EXERCISE PROMPT
From the material below, copy each line that holds the word "FieldValue".

SOURCE MATERIAL
■ ■ ■
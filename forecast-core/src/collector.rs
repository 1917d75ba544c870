use anyhow::Result;
use async_trait::async_trait;

use crate::{
    CollectorError, Config, ForecastRequest, ForecastResponse,
    measurement::{DailyForecast, Point, WeatherObservation},
    provider::{DarkSkyProvider, SOURCE, WeatherProvider},
    schedule::Cycle,
    storage::{InfluxWriter, PointWriter},
    sun,
};

/// One fetch, transform and write per trigger.
#[derive(Debug)]
pub struct Collector<P, W> {
    request: ForecastRequest,
    provider: P,
    writer: W,
    clock: fn() -> f64,
}

impl Collector<DarkSkyProvider, InfluxWriter> {
    /// Build the production collector. Fails if the Dark Sky key is missing.
    pub fn from_config(config: &Config) -> Result<Self> {
        let key = config.darksky_key()?;
        let provider = DarkSkyProvider::new(key.to_owned());
        let writer = InfluxWriter::new(&config.influxdb);
        Ok(Self::new(config, provider, writer))
    }
}

impl<P: WeatherProvider, W: PointWriter> Collector<P, W> {
    pub fn new(config: &Config, provider: P, writer: W) -> Self {
        Self {
            request: ForecastRequest::from(&config.darksky),
            provider,
            writer,
            clock: sun::now_epoch_secs,
        }
    }

    /// Replace the wall clock used for the sun status.
    pub fn with_clock(mut self, clock: fn() -> f64) -> Self {
        self.clock = clock;
        self
    }

    pub fn writer(&self) -> &W {
        &self.writer
    }

    /// Run a cycle, reporting the first failure instead of logging it.
    pub async fn try_cycle(&self) -> Result<(), CollectorError> {
        let response = self.provider.forecast(&self.request).await?;
        log::debug!("{}", response.raw);

        let points = build_points(&response, (self.clock)());
        self.writer.write_points(&points).await
    }
}

/// Map one provider response onto the `weather` and `forecast` points.
pub fn build_points(response: &ForecastResponse, now: f64) -> Vec<Point> {
    let today = &response.today;

    log::debug!("Sunrise: {:?}", today.sunrise_time);
    log::debug!("Sunset: {:?}", today.sunset_time);
    log::debug!("Now: {now}");

    let sun_status = sun::sun_status(now, today.sunrise_time, today.sunset_time);
    log::debug!("Sun Status: {sun_status}");

    vec![
        WeatherObservation::new(SOURCE, &response.currently, today, sun_status).into_point(),
        DailyForecast::new(SOURCE, today, sun_status).into_point(),
    ]
}

#[async_trait]
impl<P: WeatherProvider, W: PointWriter> Cycle for Collector<P, W> {
    async fn run_cycle(&self) {
        match self.try_cycle().await {
            Ok(()) => log::info!("Dark Sky data written to InfluxDB"),
            Err(e) => log::error!("{e}"),
        }
    }
}

#[cfg(test)]
mod tests {
    use super::*;
    use crate::{
        measurement::{FORECAST, FieldValue, WEATHER},
        model::{CurrentConditions, DailyConditions},
    };
    use std::sync::Mutex;
    use std::sync::atomic::{AtomicUsize, Ordering};

    const SUNRISE: i64 = 1_700_000_000;
    const SUNSET: i64 = 1_700_040_000;

    #[derive(Debug)]
    struct FakeProvider {
        fail: bool,
        calls: AtomicUsize,
    }

    impl FakeProvider {
        fn ok() -> Self {
            Self { fail: false, calls: AtomicUsize::new(0) }
        }

        fn failing() -> Self {
            Self { fail: true, calls: AtomicUsize::new(0) }
        }
    }

    #[async_trait]
    impl WeatherProvider for FakeProvider {
        async fn forecast(
            &self,
            _request: &ForecastRequest,
        ) -> Result<ForecastResponse, CollectorError> {
            self.calls.fetch_add(1, Ordering::SeqCst);
            if self.fail {
                return Err(CollectorError::fetch("request failed with status 403"));
            }

            Ok(ForecastResponse {
                currently: CurrentConditions {
                    temperature: Some(9.41),
                    humidity: Some(0.8),
                    ..Default::default()
                },
                today: DailyConditions {
                    sunrise_time: Some(SUNRISE),
                    sunset_time: Some(SUNSET),
                    temperature_high: Some(11.2),
                    ..Default::default()
                },
                raw: "{}".to_string(),
            })
        }
    }

    #[derive(Debug, Default)]
    struct FakeWriter {
        fail: bool,
        batches: Mutex<Vec<Vec<Point>>>,
    }

    #[async_trait]
    impl PointWriter for FakeWriter {
        async fn write_points(&self, points: &[Point]) -> Result<(), CollectorError> {
            self.batches.lock().unwrap().push(points.to_vec());
            if self.fail {
                return Err(CollectorError::write("write failed with status 500"));
            }
            Ok(())
        }
    }

    fn config() -> Config {
        Config::from_toml_str("[darksky]\nkey = \"k\"\nlatitude = 1.5\nlongitude = 2.5\n").unwrap()
    }

    fn midday() -> f64 {
        1_700_020_000.0
    }

    fn at_sunset() -> f64 {
        1_700_040_000.0
    }

    #[tokio::test]
    async fn writes_both_points_in_one_batch() {
        let collector = Collector::new(&config(), FakeProvider::ok(), FakeWriter::default())
            .with_clock(midday);

        collector.try_cycle().await.expect("cycle should succeed");

        let batches = collector.writer().batches.lock().unwrap();
        assert_eq!(batches.len(), 1);
        let measurements: Vec<_> = batches[0].iter().map(|p| p.measurement.as_str()).collect();
        assert_eq!(measurements, vec![WEATHER, FORECAST]);
    }

    #[tokio::test]
    async fn sun_status_is_shared_by_both_points() {
        let cases: [(fn() -> f64, i64); 2] = [(midday, 1), (at_sunset, 0)];
        for (clock, expected) in cases {
            let collector = Collector::new(&config(), FakeProvider::ok(), FakeWriter::default())
                .with_clock(clock);
            collector.try_cycle().await.unwrap();

            let batches = collector.writer().batches.lock().unwrap();
            for point in &batches[0] {
                assert_eq!(point.field("sun_status"), Some(FieldValue::Integer(expected)));
            }
        }
    }

    #[tokio::test]
    async fn weather_point_carries_sunrise_and_sunset() {
        let collector = Collector::new(&config(), FakeProvider::ok(), FakeWriter::default())
            .with_clock(midday);
        collector.try_cycle().await.unwrap();

        let batches = collector.writer().batches.lock().unwrap();
        let weather = &batches[0][0];
        assert_eq!(weather.field("sunrise_time"), Some(FieldValue::Integer(SUNRISE)));
        assert_eq!(weather.field("sunset_time"), Some(FieldValue::Integer(SUNSET)));
        assert_eq!(weather.field("temperature"), Some(FieldValue::Float(9.41)));
        assert_eq!(batches[0][1].field("temperature_high"), Some(FieldValue::Float(11.2)));
    }

    #[tokio::test]
    async fn fetch_failure_skips_the_write() {
        let collector = Collector::new(&config(), FakeProvider::failing(), FakeWriter::default());

        let err = collector.try_cycle().await.unwrap_err();
        assert!(err.is_fetch());

        collector.run_cycle().await;
        assert!(collector.writer().batches.lock().unwrap().is_empty());
    }

    #[tokio::test]
    async fn write_failure_is_reported_not_raised() {
        let writer = FakeWriter {
            fail: true,
            ..Default::default()
        };
        let collector = Collector::new(&config(), FakeProvider::ok(), writer).with_clock(midday);

        assert!(collector.try_cycle().await.unwrap_err().is_write());

        // completes without panicking and without retrying
        collector.run_cycle().await;
        assert_eq!(collector.writer().batches.lock().unwrap().len(), 2);
    }

    #[tokio::test]
    async fn each_cycle_fetches_once() {
        let collector = Collector::new(&config(), FakeProvider::ok(), FakeWriter::default());

        collector.run_cycle().await;
        collector.run_cycle().await;

        assert_eq!(collector.provider.calls.load(Ordering::SeqCst), 2);
    }

    #[test]
    fn request_uses_configured_location() {
        let collector = Collector::new(&config(), FakeProvider::ok(), FakeWriter::default());

        assert_eq!(collector.request.latitude, 1.5);
        assert_eq!(collector.request.longitude, 2.5);
        assert_eq!(collector.request.units, "auto");
    }

    #[test]
    fn from_config_requires_key() {
        let err = Collector::from_config(&Config::default()).unwrap_err();
        assert!(err.to_string().contains("DarkSky key should be provided"));
        assert!(Collector::from_config(&config()).is_ok());
    }

    #[test]
    fn build_points_without_sun_times_is_night() {
        let response = ForecastResponse {
            currently: CurrentConditions::default(),
            today: DailyConditions::default(),
            raw: String::new(),
        };

        let points = build_points(&response, midday());
        assert_eq!(points[0].field("sun_status"), Some(FieldValue::Integer(0)));
        assert_eq!(points[0].field("sunrise_time"), None);
    }
}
■ ■ ■
EXERCISE RESULT
        measurement::{FORECAST, FieldValue, WEATHER},
                assert_eq!(point.field("sun_status"), Some(FieldValue::Integer(expected)));
        assert_eq!(weather.field("sunrise_time"), Some(FieldValue::Integer(SUNRISE)));
        assert_eq!(weather.field("sunset_time"), Some(FieldValue::Integer(SUNSET)));
        assert_eq!(weather.field("temperature"), Some(FieldValue::Float(9.41)));
        assert_eq!(batches[0][1].field("temperature_high"), Some(FieldValue::Float(11.2)));
        assert_eq!(points[0].field("sun_status"), Some(FieldValue::Integer(0)));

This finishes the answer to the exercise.